Que l’État arabe soit entre les mains
de Ben Ali, ou un mois plus tard entre
les mains des coéquipiers de Ben Ali, ou
encore entre les mains de l’armée de
Moubarak (sans Moubarak), ou bien entre
les mains des ex-ministres de Kadhafi et
d’ex-militants d’Al Qaida, ou des
successeurs de Assad, ou de Saleh, il
demeure un État bourgeois dont la
mission est de maintenir le peuple dans
les conditions de l’exploitation
impérialiste actuelle quitte si les
opposants et candidats à la succession
réussissent à désorienter le mouvement
populaire et à l’entraîner vers la
revendication pour obtenir des élections
« libres et démocratiques », à leur
accorder le privilège de choisir leur
garde chiourme.
L’important pour les puissances
étrangères étant que la structure
d’État, la structure de pouvoir, la
structure de répression militaire et la
structure économique d’exploitation des
peuples, du capital, de la plus value et
des richesses nationales arabes
demeurent intacte au service de
l’impérialisme.
De toute façon comme nous le verrons
bientôt en Tunisie, en Égypte, en Libye
et au Yémen, il sera toujours temps, une
fois tous ces gens calmés et retournés
croupir dans leurs logements insalubres,
ou chômer sous les ponts, ou picorer
leurs aliments trop chers dans leurs
bidonvilles et planifier leur
immigration vers le nord hors de cet
enfer, il sera toujours temps,
disions-nous, de leur retirer cette
concession « démocratique » bien
théorique.
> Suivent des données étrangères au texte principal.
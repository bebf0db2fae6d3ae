//! AI Client configuration
//!
//! Provider-agnostic configuration for the completion HTTP client.

use std::time::Duration;

use serde::{Deserialize, Serialize};

use crate::ai::retry::RetryConfig;
use crate::constants;

/// Wire format spoken by the provider endpoint
#[derive(Debug, Clone, Copy, PartialEq, Eq, Serialize, Deserialize, Default)]
#[serde(rename_all = "lowercase")]
pub enum ApiFormat {
    /// chat/completions with function tools
    #[default]
    OpenAI,
    /// messages API with tool_use blocks
    Anthropic,
}

/// Configuration for the AI client
#[derive(Debug, Clone)]
pub struct AiClientConfig {
    /// Model ID to use for API calls
    pub model: String,
    /// Maximum output tokens
    pub max_tokens: usize,
    pub temperature: f32,
    /// Optional base URL override (defaults to the format's public endpoint)
    pub base_url: Option<String>,
    pub api_key: Option<String>,
    pub api_format: ApiFormat,
    /// Per-request timeout enforced by the HTTP client
    pub timeout: Duration,
    pub retry: RetryConfig,
}

impl Default for AiClientConfig {
    fn default() -> Self {
        Self {
            model: constants::ai::DEFAULT_MODEL.to_string(),
            max_tokens: constants::ai::MAX_OUTPUT_TOKENS,
            temperature: 0.0,
            base_url: None,
            api_key: None,
            api_format: ApiFormat::default(),
            timeout: Duration::from_secs(constants::ai::REQUEST_TIMEOUT_SECS),
            retry: RetryConfig::default(),
        }
    }
}

impl AiClientConfig {
    /// Get the API URL to use
    pub fn api_url(&self) -> String {
        if let Some(base) = &self.base_url {
            return base.clone();
        }
        match self.api_format {
            ApiFormat::OpenAI => constants::ai::OPENAI_API_URL.to_string(),
            ApiFormat::Anthropic => constants::ai::ANTHROPIC_API_URL.to_string(),
        }
    }
}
Pire, si une fraction de la
bourgeoise locale soutenue par les pays
intégristes du Golfe Persique joue
correctement ses cartes, les populations
arabes désemparées, sans direction
révolutionnaire et sans organisation
révolutionnaire, pourraient bien en
venir à voter pour la mise au pouvoir de
ces intégristes qui savent hurler avec
les loups et se poser en « opposants »
de l’Occident exploiteur et honni.
La boucle se referme ici sur les
prétendus amis des peuples arabes, qui
auront réussi tout en scandant du côté
gauche de la bouche : « À BAS LE
CAPITALISME » à liquider le soulèvement
populaire arabe anti-impérialiste au cri
de : « RÉFORMONS LE CAPITALISME AVANT
QU’IL NE S’EFFONDRE » afin de diriger
ces mouvements vers la voix
d’évitement pseudo démocratique en
contrepartie de l’illusoire privilège de
choisir son dictateur au scrutin secret
ou pire vers le cul de sac de la
dictature militaire fasciste comme au
Chili de Pinochet.
La démocratie populaire véritable en
pays arabes requiert que sur le front
politique ces peuples renversent et
détruisent la structure Étatique
capitaliste qui les opprime et sur le
front économique qu’ils renversent le
système économique d’exploitation qui
les écrase en leur faisant subir les
contrecoups des crises impérialistes
successives. Où se trouve donc
l’avant-garde pour diriger ce mouvement
?
La semaine prochaine «COMMENT
SAUVER LE CAPITALISME EN OCCIDENT».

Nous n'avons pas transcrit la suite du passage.